(Beginning of Material provided)

use chrono::{DateTime, Utc};
use serde::Serialize;

use super::models::{Comment, PostId, Role, UserId};

/// Number of most recent comments shown inline under a post
pub const INLINE_COMMENT_COUNT: usize = 2;

/// Viewer-specific projection of a post
#[derive(Debug, Clone, PartialEq, Serialize)]
#[serde(rename_all = "camelCase")]
pub struct ViewPost {
    pub id: PostId,
    pub user_id: UserId,
    pub username: String,
    pub user_type: Role,
    #[serde(skip_serializing_if = "Option::is_none")]
    pub image_url: Option<String>,
    pub caption: String,
    pub created_at: DateTime<Utc>,
    pub like_count: usize,
    pub comment_count: usize,
    pub application_count: usize,
    /// Whether the current viewer has liked this post
    pub liked_by_viewer: bool,
    pub applied_by_viewer: bool,
    pub can_apply: bool,
    pub is_own_post: bool,
    pub applicable: bool,
    /// Last comments in append order
    pub recent_comments: Vec<Comment>,
    /// More comments exist than are shown inline
    pub has_more_comments: bool,
}

/// One application, annotated with the post it was made on
#[derive(Debug, Clone, PartialEq, Eq, Serialize)]
#[serde(rename_all = "camelCase")]
pub struct ApplicationView {
    pub applicant_id: UserId,
    pub applicant_name: String,
    pub applied_at: DateTime<Utc>,
    pub post_id: PostId,
    pub post_caption: String,
}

(End of Material provided)

=== What you need to do ===
The lines above that hold "serde" are the result; show every one of them.

=== Solution for this problem ===
use serde::Serialize;
#[serde(rename_all = "camelCase")]
    #[serde(skip_serializing_if = "Option::is_none")]
#[serde(rename_all = "camelCase")]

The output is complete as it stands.